To calculate the new price of the stock after the announcement of the dividend decrease and the change in growth rate, we can use the Gordon Growth Model (also known as the Dividend Discount Model). The formula is:
\[ P_0 = \frac{D_1}{r - g} \]
Where:
- \( P_0 \) = Price of the stock today
- \( D_1 \) = Dividend in the next year
- \( r \) = Required rate of return
- \( g \) = Growth rate of dividends
Step 1: Identify the inputs
- Next Year Dividend (\( D_1 \)): The dividend will be $2.10 per share.
- Growth Rate (\( g \)): The new growth rate is 3.90% or 0.039.
- To use the Gordon Growth Model, we also need the required return (\( r \)). We can assume it remains constant based on its original price.
Step 2: Calculate the required return (\( r \))
The original dividend was $3.01, and the stock was priced at $18.66 with an expected growth rate of 2.50%. We can find the required return using the original data:
\[ P_0 = \frac{D_1}{r - g} \]
We can rearrange this to solve for \( r \):
\[ r = \frac{D_1}{P_0} + g \]
Using \( D_1 = 3.01 \), \( P_0 = 18.66 \), and \( g = 0.025 \):
\[ r = \frac{3.01}{18.66} + 0.025 \]
Calculating \( \frac{3.01}{18.66} \):
\[ \frac{3.01}{18.66} \approx 0.1613 \]
So,
\[ r \approx 0.1613 + 0.025 \approx 0.1863 = 18.63% \]

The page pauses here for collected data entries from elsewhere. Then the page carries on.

impl Heap {
    /// Create a new heap with the specified configuration
    ///
    /// # Errors
    /// `Configuration` if the configuration does not validate.
    pub fn new(config: GcConfig) -> Result<Self> {
        config.validate()?;
        Ok(Self::from_validated(config))
    }

    /// Create a heap with default configuration and the given initial threshold
    pub fn with_threshold(initial_threshold: usize) -> Result<Self> {
        Self::new(GcConfig::with_initial_threshold(initial_threshold))
    }

    fn from_validated(config: GcConfig) -> Self {
        let policy = ThresholdPolicy::from_config(&config);

        Self {
            objects: ObjectTable::new(),
            roots: RootStack::new(config.root_capacity),
            marker: Marker::new(),
            allocator: Allocator::new(config.max_objects),
            threshold: policy.initial(),
            policy,
            state: GcState::Idle,
            cycle_count: 0,
            stats: GcStats::new(),
            logger: GcLogger::new(config.event_format, config.verbose, config.event_history),
            config,
        }
    }

    // ------------------------------------------------------------------
    // Roots
    // ------------------------------------------------------------------

    /// Push a root
    ///
    /// # Errors
    /// - `StaleHandle` / `InvalidHandle` if `handle` does not name a live object
    /// - `RootStackOverflow` if the root stack is full
    pub fn push_root(&mut self, handle: Handle) -> Result<()> {
        self.objects.resolve(handle)?;
        self.roots.push(handle)
    }

    /// Pop the most recently pushed root
    ///
    /// The value stays allocated until a collection finds it unreachable.
    pub fn pop_root(&mut self) -> Result<Handle> {
        self.roots.pop()
    }

    /// Most recently pushed root
    pub fn peek_root(&self) -> Option<Handle> {
        self.roots.peek()
    }

    /// The root stack
    pub fn roots(&self) -> &RootStack {
        &self.roots
    }

    // ------------------------------------------------------------------
    // Allocation
    // ------------------------------------------------------------------

    /// Allocate a heap value
    ///
    /// Collects first when the live count has reached the threshold. A
    /// pair's edges are treated as roots for that collection, so the
    /// operands survive even if the caller has not rooted them.
    ///
    /// # Errors
    /// - `StaleHandle` / `InvalidHandle` for a bad pair edge (nothing allocated)
    /// - `OutOfMemory` when `max_objects` is still full after one collection
    pub fn allocate(&mut self, value: Value) -> Result<Handle> {
        for edge in value.edges() {
            self.objects.resolve(edge)?;
        }

        let mut collected = false;
        let live = self.objects.live();
        if self.policy.should_collect(live, self.threshold) {
            let reason = GcReason::Threshold {
                live,
                threshold: self.threshold,
            };
            self.collect_with(reason, value.edges());
            collected = true;
        }

        if !self.allocator.has_room(self.objects.live()) {
            let limit = self.allocator.limit().unwrap_or(usize::MAX);
            if !collected {
                let reason = GcReason::AllocationFailure {
                    live: self.objects.live(),
                    limit,
                };
                self.collect_with(reason, value.edges());
            }

            let live = self.objects.live();
            let recovered = self.allocator.has_room(live);
            self.logger.log(GcEvent::AllocationFailure {
                live,
                limit,
                recovered,
            });
            if !recovered {
                return Err(GcError::OutOfMemory { live, limit });
            }
        }

        let handle = self.allocator.materialize(&mut self.objects, value)?;
        if self.config.stats_enabled {
            self.stats.record_live(self.objects.live());
        }
        Ok(handle)
    }

    /// Allocate a scalar
    pub fn allocate_scalar(&mut self, value: i64) -> Result<Handle> {
        self.allocate(Value::scalar(value))
    }

    /// Allocate a pair of existing values
    pub fn allocate_pair(&mut self, first: Handle, second: Handle) -> Result<Handle> {
        self.allocate(Value::pair(first, second))
    }

    /// Allocate a scalar and push it as a root
    ///
    /// Checks for room on the root stack before allocating, so an
    /// overflow leaves the heap untouched.
    pub fn push_scalar(&mut self, value: i64) -> Result<Handle> {
        if self.roots.is_full() {
            return Err(GcError::RootStackOverflow {
                capacity: self.roots.capacity(),
            });
        }
        let handle = self.allocate_scalar(value)?;
        self.roots.push(handle)?;
        Ok(handle)
    }

    /// Pair the two topmost roots, replacing them with the pair
    ///
    /// The top root becomes `first`, the one beneath it `second`. Both stay
    /// rooted while the pair is allocated.
    ///
    /// # Errors
    /// `RootStackUnderflow` if fewer than two roots exist; nothing changes.
    pub fn push_pair(&mut self) -> Result<Handle> {
        let first = self.roots.peek_at(0).ok_or(GcError::RootStackUnderflow)?;
        let second = self.roots.peek_at(1).ok_or(GcError::RootStackUnderflow)?;

        let pair = self.allocate_pair(first, second)?;

        self.roots.pop()?;
        self.roots.pop()?;
        self.roots.push(pair)?;
        Ok(pair)
    }

    /// Point a pair's `first` edge at `target`
    pub fn set_first(&mut self, pair: Handle, target: Handle) -> Result<()> {
        self.set_edge(pair, target, Edge::First)
    }

    /// Point a pair's `second` edge at `target`
    pub fn set_second(&mut self, pair: Handle, target: Handle) -> Result<()> {
        self.set_edge(pair, target, Edge::Second)
    }

    fn set_edge(&mut self, pair: Handle, target: Handle, edge: Edge) -> Result<()> {
        self.objects.resolve(target)?;
        let object = self.objects.resolve_mut(pair)?;
        match &mut object.value {
            Value::Pair { first, second } => {
                match edge {
                    Edge::First => *first = target,
                    Edge::Second => *second = target,
                }
                Ok(())
            },
            Value::Scalar(_) => Err(GcError::TypeMismatch {
                handle: pair,
                expected: ObjectKind::Pair,
                found: ObjectKind::Scalar,
            }),
        }
    }

    // ------------------------------------------------------------------
    // Collection
    // ------------------------------------------------------------------

    /// Run a full mark-sweep cycle now
    ///
    /// Always runs to completion; returns what the cycle did.
    pub fn collect(&mut self) -> CycleStats {
        self.collect_with(GcReason::Explicit, std::iter::empty())
    }

    /// Mark from the roots plus `pinned`, sweep, then move the threshold
    fn collect_with<I>(&mut self, reason: GcReason, pinned: I) -> CycleStats
    where
        I: IntoIterator<Item = Handle>,
    {
        self.cycle_count += 1;
        let cycle = self.cycle_count;
        let live_before = self.objects.live();
        let threshold_before = self.threshold;

        self.logger.log(GcEvent::CycleStart {
            cycle,
            reason: reason.to_string(),
            live: live_before,
            threshold: threshold_before,
        });

        let total = GcTimer::new();
        let mut phase = GcTimer::new();

        // Phase 1: Marking
        self.state = GcState::Marking;
        let mark = self
            .marker
            .mark_all(&mut self.objects, self.roots.iter().chain(pinned));
        let mark_ns = phase.lap_ns();
        self.logger.log(GcEvent::PhaseEnd {
            cycle,
            phase: "mark".to_string(),
            duration_us: mark_ns / 1_000,
        });

        // Phase 2: Sweeping
        self.state = GcState::Sweeping;
        let sweep = sweeper::sweep(&mut self.objects);
        let sweep_ns = phase.lap_ns();
        self.logger.log(GcEvent::PhaseEnd {
            cycle,
            phase: "sweep".to_string(),
            duration_us: sweep_ns / 1_000,
        });

        // Final state
        let live_after = self.objects.live();
        debug_assert_eq!(sweep.survivors, live_after);
        self.threshold = self.policy.next_threshold(live_after);
        self.state = GcState::Idle;

        if self.threshold != threshold_before {
            self.logger.log(GcEvent::ThresholdAdjusted {
                old: threshold_before,
                new: self.threshold,
            });
        }

        let total_ns = total.elapsed_ns();
        let cycle_stats = CycleStats {
            cycle,
            reason,
            live_before,
            live_after,
            marked: mark.marked,
            reclaimed: sweep.reclaimed,
            threshold_before,
            threshold_after: self.threshold,
            mark_ns,
            sweep_ns,
            total_ns,
            peak_mark_depth: mark.peak_depth,
        };

        self.logger.log(GcEvent::CycleEnd {
            cycle,
            marked: mark.marked,
            reclaimed: sweep.reclaimed,
            live: live_after,
            duration_us: total_ns / 1_000,
        });

        if self.config.stats_enabled {
            self.stats.record_cycle(&cycle_stats);
        }

        cycle_stats
    }

    // ------------------------------------------------------------------
    // Introspection
    // ------------------------------------------------------------------

    /// Number of live objects
    pub fn live_object_count(&self) -> usize {
        self.objects.live()
    }

    /// Live count at which the next allocation collects
    pub fn threshold(&self) -> usize {
        self.threshold
    }

    /// Get current GC state
    pub fn state(&self) -> GcState {
        self.state
    }

    /// Get total GC cycles executed
    pub fn cycle_count(&self) -> u64 {
        self.cycle_count
    }

    pub fn config(&self) -> &GcConfig {
        &self.config
    }

    /// Read a live value
    pub fn get(&self, handle: Handle) -> Result<&Value> {
        Ok(&self.objects.resolve(handle)?.value)
    }

    /// Whether `handle` still names a live object
    pub fn is_live(&self, handle: Handle) -> bool {
        self.objects.resolve(handle).is_ok()
    }

    /// Read the collector's scratch mark of a live object
    ///
    /// Always false outside a collection.
    pub fn is_marked(&self, handle: Handle) -> Result<bool> {
        Ok(self.objects.resolve(handle)?.marked)
    }

    /// All live objects, newest first
    pub fn objects(&self) -> impl Iterator<Item = (Handle, &Value)> {
        self.objects.iter().map(|(handle, object)| (handle, &object.value))
    }

    /// Get GC statistics
    pub fn stats(&self) -> &GcStats {
        &self.stats
    }

    /// Summary statistics
    pub fn summary(&self) -> GcSummary {
        self.stats.summary(
            self.allocator.total_allocated(),
            self.objects.live(),
            self.threshold,
        )
    }

    /// Retained GC events, oldest first
    pub fn events(&self) -> impl Iterator<Item = &GcEvent> {
        self.logger.events()
    }

    /// Get detailed diagnostic information
    pub fn diagnostics(&self) -> IndexMap<String, String> {
        let mut diagnostics = IndexMap::new();

        diagnostics.insert("state".to_string(), self.state.to_string());
        diagnostics.insert("cycle_count".to_string(), self.cycle_count.to_string());
        diagnostics.insert("live_objects".to_string(), self.objects.live().to_string());
        diagnostics.insert("threshold".to_string(), self.threshold.to_string());
        diagnostics.insert(
            "max_objects".to_string(),
            self.allocator
                .limit()
                .map_or_else(|| "unbounded".to_string(), |limit| limit.to_string()),
        );
        diagnostics.insert(
            "roots".to_string(),
            format!("{}/{}", self.roots.len(), self.roots.capacity()),
        );
        diagnostics.insert("slots".to_string(), self.objects.slot_count().to_string());
        diagnostics.insert("free_slots".to_string(), self.objects.free_count().to_string());
        diagnostics.insert(
            "total_allocated".to_string(),
            self.allocator.total_allocated().to_string(),
        );
        diagnostics.insert(
            "total_reclaimed".to_string(),
            self.stats.total_reclaimed().to_string(),
        );

        diagnostics
    }

    /// Check heap invariants
    ///
    /// Walks the whole heap; meant for tests and debugging.
    ///
    /// # Errors
    /// `Internal` describing the first broken invariant.
    pub fn verify(&self) -> Result<()> {
        if self.state != GcState::Idle {
            return Err(GcError::Internal(format!(
                "heap is {} outside a collection",
                self.state
            )));
        }

        let slots = self.objects.slot_count();
        let mut registry_len = 0usize;
        for (handle, object) in self.objects.iter() {
            registry_len += 1;
            if registry_len > slots {
                return Err(GcError::Internal("registry contains a loop".to_string()));
            }
            if object.marked {
                return Err(GcError::Internal(format!(
                    "{} still marked after collection",
                    handle
                )));
            }
            for edge in object.value.edges() {
                if self.objects.resolve(edge).is_err() {
                    return Err(GcError::Internal(format!(
                        "{} points at dead object {}",
                        handle, edge
                    )));
                }
            }
        }

        let live = self.objects.live();
        if registry_len != live {
            return Err(GcError::Internal(format!(
                "registry holds {} objects, live count is {}",
                registry_len, live
            )));
        }
        if self.objects.occupied_slots() != live {
            return Err(GcError::Internal(format!(
                "{} occupied slots, live count is {}",
                self.objects.occupied_slots(),
                live
            )));
        }
        if live + self.objects.free_count() != slots {
            return Err(GcError::Internal(format!(
                "{} live + {} free != {} slots",
                live,
                self.objects.free_count(),
                slots
            )));
        }

        for root in self.roots.iter() {
            if self.objects.resolve(root).is_err() {
                return Err(GcError::Internal(format!("root {} is dead", root)));
            }
        }

        Ok(())
    }
}
//! Allocator - Object Materialization
//!
//! Turns a `Value` description into a registered heap object and enforces
//! the optional hard object limit. The decision to collect before
//! allocating belongs to the heap controller; the allocator only answers
//! whether there is room and performs the insertion.

use crate::error::Result;
use crate::heap::ObjectTable;
use crate::object::{Handle, Value};

/// Allocator - object limit and allocation counters
#[derive(Debug)]
pub(crate) struct Allocator {
    /// Hard cap on live objects, if any
    limit: Option<usize>,
    /// Objects created over the heap's lifetime
    total_allocated: u64,
}

impl Allocator {
    pub(crate) fn new(limit: Option<usize>) -> Self {
        Self {
            limit,
            total_allocated: 0,
        }
    }

    pub(crate) fn limit(&self) -> Option<usize> {
        self.limit
    }

    /// Whether one more object fits under the limit
    pub(crate) fn has_room(&self, live: usize) -> bool {
        match self.limit {
            Some(limit) => live < limit,
            None => true,
        }
    }

    /// Create the object and prepend it to the registry
    pub(crate) fn materialize(&mut self, objects: &mut ObjectTable, value: Value) -> Result<Handle> {
        let handle = objects.insert(value)?;
        self.total_allocated += 1;
        Ok(handle)
    }

    pub(crate) fn total_allocated(&self) -> u64 {
        self.total_allocated
    }
}
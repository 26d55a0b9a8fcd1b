//! Command abstraction for the navigation tree.

use async_trait::async_trait;

use crate::error::Result;
use crate::shell::context::ShellContext;

/// An action command attached to a shell node. Commands declared on the
/// root node are global: the tree materializes them into every
/// descendant's command table at construction, so they resolve identically
/// at any depth.
#[async_trait]
pub trait Command: Send + Sync {
    fn name(&self) -> &str;

    /// One-line description shown by `help`.
    fn help(&self) -> &str;

    async fn run(&self, ctx: &ShellContext, args: &[String]) -> Result<()>;
}
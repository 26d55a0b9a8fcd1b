//! Typed views over provider JSON records.
//!
//! The API returns loosely-shaped JSON; these views pull out the handful
//! of fields the shell prints without committing to the provider's full
//! object schemas.

use serde_json::Value;

fn field<'v>(value: &'v Value, path: &[&str]) -> &'v str {
    let mut current = value;
    for key in path {
        match current.get(key) {
            Some(next) => current = next,
            None => return "unknown",
        }
    }
    current.as_str().unwrap_or("unknown")
}

pub struct UserView<'a>(pub &'a Value);

impl UserView<'_> {
    pub fn id(&self) -> &str {
        field(self.0, &["id"])
    }

    pub fn login(&self) -> &str {
        field(self.0, &["profile", "login"])
    }

    pub fn print_info(&self) {
        println!("[*] User information for ID {}, login {}:", self.id(), self.login());
        println!(
            "    ID: {}\n    Status: {}\n    Login: {}\n    Last login: {}\n    Last password change: {}",
            self.id(),
            field(self.0, &["status"]),
            self.login(),
            field(self.0, &["lastLogin"]),
            field(self.0, &["passwordChanged"]),
        );
    }
}

pub struct GroupView<'a>(pub &'a Value);

impl GroupView<'_> {
    pub fn id(&self) -> &str {
        field(self.0, &["id"])
    }

    pub fn print_info(&self) {
        println!(
            "    Group ID: {}\n    Type: {}\n    Name: {}\n    Description: {}",
            self.id(),
            field(self.0, &["type"]),
            field(self.0, &["profile", "name"]),
            field(self.0, &["profile", "description"]),
        );
    }
}

pub struct PolicyView<'a>(pub &'a Value);

impl PolicyView<'_> {
    pub fn id(&self) -> &str {
        field(self.0, &["id"])
    }

    pub fn name(&self) -> &str {
        field(self.0, &["name"])
    }

    pub fn status(&self) -> &str {
        field(self.0, &["status"])
    }

    pub fn print_info(&self) {
        println!("[*] Information for policy ID {} ({}):", self.id(), self.name());
        println!(
            "    Status: {}\n    Description: {}\n    Created: {}\n    Last Updated: {}",
            self.status(),
            field(self.0, &["description"]),
            field(self.0, &["created"]),
            field(self.0, &["lastUpdated"]),
        );
    }
}

pub struct RoleView<'a>(pub &'a Value);

impl RoleView<'_> {
    pub fn print_info(&self) {
        println!(
            "    ID: {}\n    Label: {}\n    Type: {}\n    Status: {}\n    Assignment type: {}",
            field(self.0, &["id"]),
            field(self.0, &["label"]),
            field(self.0, &["type"]),
            field(self.0, &["status"]),
            field(self.0, &["assignmentType"]),
        );
    }
}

Step 3: Use the new growth rate to find the new stock price
Now that we have \( r \) and the new \( g \), we can calculate the new price using \( D_1 = 2.10 \) and \( g = 0.039 \):
\[ P_0 = \frac{2.10}{0.1863 - 0.039} \]
Calculating \( r - g \):
\[ 0.1863 - 0.039 = 0.1473 \]
Now, substituting into the Price formula:
\[ P_0 = \frac{2.10}{0.1473} \approx 14.24 \]
Final Result
The new price of the stock after the announcement is approximately $14.24 per share.